A new study published in JAMA has found no difference in disability, rate of deep infection and QoL with negative pressure wound therapy (NPWT) vs standard wound management in patients with severe open fracture of the lower limb.

The randomised clinical trial was conducted by the University of Warwick Clinical Trials Unit and the University of Oxford, across 24 hospitals of the UK Major Trauma Network. A total of 460 patients aged 16 years or older were recruited from July 2012 through December 2015. Participants were randomly assigned to receive NPWT (n=226) or standard dressings (n=234). Final outcome data were collected through November 2016.

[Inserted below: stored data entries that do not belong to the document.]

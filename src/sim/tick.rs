//! Per-frame simulation step
//!
//! Advances the whole simulation one fixed step in a strict order: input,
//! player, obstacles, scroll layers, score, collision. Every entity has
//! moved before the collision sweep runs, so hits are always evaluated at
//! post-motion positions.

use super::collision;
use super::state::{GameEvent, GamePhase, GameState};
use crate::config::Config;

/// Input commands for a single tick. `flap` is a key-press edge delivered
/// by the host, not held-key repeat.
#[derive(Debug, Clone, Copy, Default)]
pub struct TickInput {
    pub flap: bool,
}

/// Advance the game state by one frame. Returned events are fire-and-forget
/// signals for the audio collaborator, in the order they occurred.
pub fn tick(state: &mut GameState, input: &TickInput, config: &Config) -> Vec<GameEvent> {
    let mut events = Vec::new();

    if input.flap {
        // The first flap both starts the run and applies the impulse
        if state.phase == GamePhase::Ready {
            state.phase = GamePhase::Playing;
            log::info!("run started at tick {}", state.time_ticks);
        }
        if state.phase == GamePhase::Playing {
            state.player.jump();
        }
    }

    state.time_ticks += 1;

    let grounded = state.player.tick(state.phase);
    if grounded && state.phase != GamePhase::Dead {
        // Ground contact ends the run silently; only collisions are sounded
        state.phase = GamePhase::Dead;
        log::info!("dead: ground contact at tick {}", state.time_ticks);
    }

    state
        .obstacles
        .tick(state.phase, config, &mut state.rng);
    state.background.tick(state.phase);
    state.base.tick(state.phase);

    if let Some(event) = state.score.tick(&mut state.obstacles, config) {
        log::debug!(
            "score {} at tick {}",
            state.score.current(),
            state.time_ticks
        );
        events.push(event);
    }

    if state.phase != GamePhase::Dead
        && collision::player_hits_field(&state.player, &state.obstacles, config)
    {
        state.phase = GamePhase::Dead;
        events.push(GameEvent::Hit);
        events.push(GameEvent::Die);
        log::info!("dead: collision at tick {}", state.time_ticks);
    }

    events
}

12 months after treatment, there were no statistically significant differences in mean Disability Rating Index scores between the NPWT and standard dressings group (mean difference, −3.9; 95% CI, −8.9 to 1.2; P=.13). With NPWT, the rate of deep surgical site infections was 7.1% compared with 8.1% with standard dressings (difference, 1%; 95% CI, −4.2% to 6.3%; P=.64).

No significant QoL differences were observed using the EuroQol 5-dimensions questionnaire (difference, 0.02; 95% CI, −0.05 to 0.08), the Short Form-12 Physical Component Score (difference, 0.5; 95% CI, −3.1 to 4.1) and the Mental Health Component Score (difference, −0.4; 95% CI, −2.2 to 1.4).

Co-author, Professor Julie Bruce, said: “Before this study there was only one small randomised clinical trial comparing standard wound dressings with the devices which suggested negative-pressure wound therapy improved patient outcomes. However it was conducted at one trauma centre and included only 59 patients. Despite the lack of strong evidence, clinical guidelines around the world recommended the use of these devices for open fracture wounds. These guidelines will need updating.”